Well, what can I say: I’ve never been one for fitting within predefined boxes.

But getting back to the point: when I heard the news that nothing was wrong, that the MRIs were essentially clear, I just broke down sobbing. I can handle it when I know what to expect, when I know the war path. If it’s that my Chiari decompression surgery wasn’t complete enough or needs to be redone for whatever reason, fine. Do it again. Take some more skull out. Make it better. If it’s that my syrinxes are acting up and need to be shunted: fine. Shunt away. But when you tell me that neurosurgery sees nothing wrong with me and we’re starting over: that, I can’t process. That sends me over the edge.

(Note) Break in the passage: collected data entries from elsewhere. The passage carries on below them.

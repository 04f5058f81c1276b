//! Cross-task data-flow tests: the sensor and water tasks feeding the
//! control tick through `SharedState`, wired the same way boot wires
//! them.

use crate::mock_hw::{MockActuators, ScriptedProbe, ScriptedSensor, climate};

use mistkeeper::config::SystemConfig;
use mistkeeper::control::{ActuatorCommand, Arbiter};
use mistkeeper::error::SensorError;
use mistkeeper::sensors::water_level::WaterLevelFilter;
use mistkeeper::state::SharedState;
use mistkeeper::tasks;

#[test]
fn first_control_tick_runs_on_boot_assumptions() {
    // The control task may tick before the first climate sample lands.
    // Boot state reads as dry air over a full reservoir, so the pump
    // starts immediately and the valve stays shut.
    let mut arbiter = Arbiter::new(&SystemConfig::default());
    let mut sink = MockActuators::new();
    let state = SharedState::new();

    tasks::control_step(&mut arbiter, &mut sink, &state);
    assert_eq!(*sink.last(), ActuatorCommand::new(false, 85));
}

#[test]
fn sensor_fault_keeps_the_last_published_climate() {
    let mut sensor = ScriptedSensor::new(vec![
        Ok(climate(70.0)),
        Err(SensorError::Crc),
        Err(SensorError::Bus),
    ]);
    let state = SharedState::new();

    tasks::sensor_step(&mut sensor, &state);
    assert_eq!(state.climate().humidity_percent, 70.0);

    // Two failed samples in a row change nothing downstream.
    tasks::sensor_step(&mut sensor, &state);
    tasks::sensor_step(&mut sensor, &state);
    assert_eq!(state.climate().humidity_percent, 70.0);

    // 70% is over target, so the arbiter holds everything off.
    let mut arbiter = Arbiter::new(&SystemConfig::default());
    let mut sink = MockActuators::new();
    tasks::control_step(&mut arbiter, &mut sink, &state);
    assert_eq!(*sink.last(), ActuatorCommand::ALL_OFF);
}

#[test]
fn float_flicker_never_reaches_the_arbiter() {
    // Slosh pattern: two dry samples, wet again, repeatedly.  With a
    // threshold of three the debounced level never flips.
    let mut probe = ScriptedProbe::new(vec![
        false, false, true, false, false, true, false, false, true,
    ]);
    let mut filter = WaterLevelFilter::new(3);
    let state = SharedState::new();

    for _ in 0..9 {
        tasks::water_step(&mut probe, &mut filter, &state);
        assert!(state.water_present(), "flicker leaked through debounce");
    }

    let mut arbiter = Arbiter::new(&SystemConfig::default());
    let mut sink = MockActuators::new();
    state.publish_climate(climate(40.0));
    tasks::control_step(&mut arbiter, &mut sink, &state);
    assert!(!sink.valve_open(), "no refill on a debounced-present level");
}

#[test]
fn debounced_outage_triggers_a_refill_end_to_end() {
    let mut probe = ScriptedProbe::steady(false);
    let mut filter = WaterLevelFilter::new(3);
    let state = SharedState::new();
    state.publish_climate(climate(40.0));

    let mut arbiter = Arbiter::new(&SystemConfig::default());
    let mut sink = MockActuators::new();

    // Two dry polls: still presumed present, still misting.
    for _ in 0..2 {
        tasks::water_step(&mut probe, &mut filter, &state);
        tasks::control_step(&mut arbiter, &mut sink, &state);
    }
    assert_eq!(sink.pump_duty(), 85);

    // Third dry poll flips the debounced level; the next control tick
    // swaps the pump for the valve.
    tasks::water_step(&mut probe, &mut filter, &state);
    tasks::control_step(&mut arbiter, &mut sink, &state);
    assert_eq!(*sink.last(), ActuatorCommand::new(true, 0));
    assert!(!sink.saw_valve_and_pump_together());
}

#[test]
fn temperature_rides_along_into_the_status() {
    let mut sensor = ScriptedSensor::new(vec![Ok(mistkeeper::state::Climate {
        temperature_c: 23.4,
        humidity_percent: 41.0,
    })]);
    let state = SharedState::new();
    tasks::sensor_step(&mut sensor, &state);

    let mut arbiter = Arbiter::new(&SystemConfig::default());
    let mut sink = MockActuators::new();
    tasks::control_step(&mut arbiter, &mut sink, &state);

    let status = state.status();
    assert_eq!(status.temperature_c, 23.4);
    assert_eq!(status.humidity_percent, 41.0);
}
//! Periodic task bodies.
//!
//! Each task is a `*_step` function plus a thin `*_loop` wrapper that
//! calls it forever at the configured interval.  The steps are generic
//! over the port traits, so integration tests drive the identical code
//! the firmware runs, minus the hardware.
//!
//! Cadence is deliberately sleep-based: the countdowns are whole
//! seconds, so phase drift from `thread::sleep` shifts timing but never
//! correctness.

use std::time::Duration;

use log::warn;

use crate::control::{Arbiter, SensedInputs};
use crate::ports::{ActuatorSink, SensorSource, WaterLevelSource};
use crate::sensors::water_level::WaterLevelFilter;
use crate::state::{ControlStatus, SharedState};

// ── Climate sampling ──────────────────────────────────────────

/// Take one climate sample and publish it.  On failure the previously
/// published values stay in place - a flaky sensor must not look like a
/// humidity change to the control task.
pub fn sensor_step(source: &mut impl SensorSource, state: &SharedState) {
    match source.read() {
        Ok(climate) => state.publish_climate(climate),
        Err(e) => warn!("Climate read failed ({e}) - keeping last values"),
    }
}

pub fn sensor_loop(mut source: impl SensorSource, state: &SharedState, interval: Duration) -> ! {
    loop {
        sensor_step(&mut source, state);
        std::thread::sleep(interval);
    }
}

// ── Water level polling ───────────────────────────────────────

/// Poll the raw probe once, debounce, publish.
pub fn water_step(
    probe: &mut impl WaterLevelSource,
    filter: &mut WaterLevelFilter,
    state: &SharedState,
) {
    state.publish_water_present(filter.update(probe.read()));
}

pub fn water_loop(
    mut probe: impl WaterLevelSource,
    state: &SharedState,
    debounce_samples: u32,
    interval: Duration,
) -> ! {
    let mut filter = WaterLevelFilter::new(debounce_samples);
    loop {
        water_step(&mut probe, &mut filter, state);
        std::thread::sleep(interval);
    }
}

// ── Control tick ──────────────────────────────────────────────

/// One full control tick: snapshot inputs, arbitrate, actuate, publish
/// status.  Sampling happens entirely before deciding, so a mid-tick
/// sensor update is observed next tick at the earliest.
pub fn control_step(arbiter: &mut Arbiter, sink: &mut impl ActuatorSink, state: &SharedState) {
    let climate = state.climate();
    let inputs = SensedInputs {
        temperature_c: climate.temperature_c,
        humidity_percent: climate.humidity_percent,
        water_present: state.water_present(),
    };

    let command = arbiter.tick(&inputs);
    sink.apply(&command);

    state.publish_status(ControlStatus {
        temperature_c: inputs.temperature_c,
        humidity_percent: inputs.humidity_percent,
        target_percent: arbiter.target_humidity_percent(),
        water_present: inputs.water_present,
        valve_open: command.valve_open,
        pump_on: command.pump_duty_percent > 0,
        remaining_secs: arbiter.remaining_secs(),
    });
}

pub fn control_loop(
    mut arbiter: Arbiter,
    mut sink: impl ActuatorSink,
    state: &SharedState,
    interval: Duration,
) -> ! {
    loop {
        control_step(&mut arbiter, &mut sink, state);
        std::thread::sleep(interval);
    }
}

I spent the rest of the night alternating between sobbing and just staring blankly at the wall, trying not to think about what this all meant.

But I’m coming to realize that, no matter how scary, no matter how overwhelming, God is in control. I know Him. I know His providence and His grace and His love. As the title of this blog (and my next tattoo) references, I know that even in my darkest hour, even when I feel totally alone and abandoned, God is here, hovering over me, protecting me, sheltering me. I will rest in His shadow. Because the Lord will provide. Just like the lesson that Job learned, there’s no point in asking why if you know who God is.

And just as the book of Job ends with Job restored, not because of his personal repentance or righteousness, but because of the Lord’s graciousness, I know that no matter what happens in my life, God will write the last chapter. And it will be beyond anything I could ever imagine. I can’t even begin to describe my elation.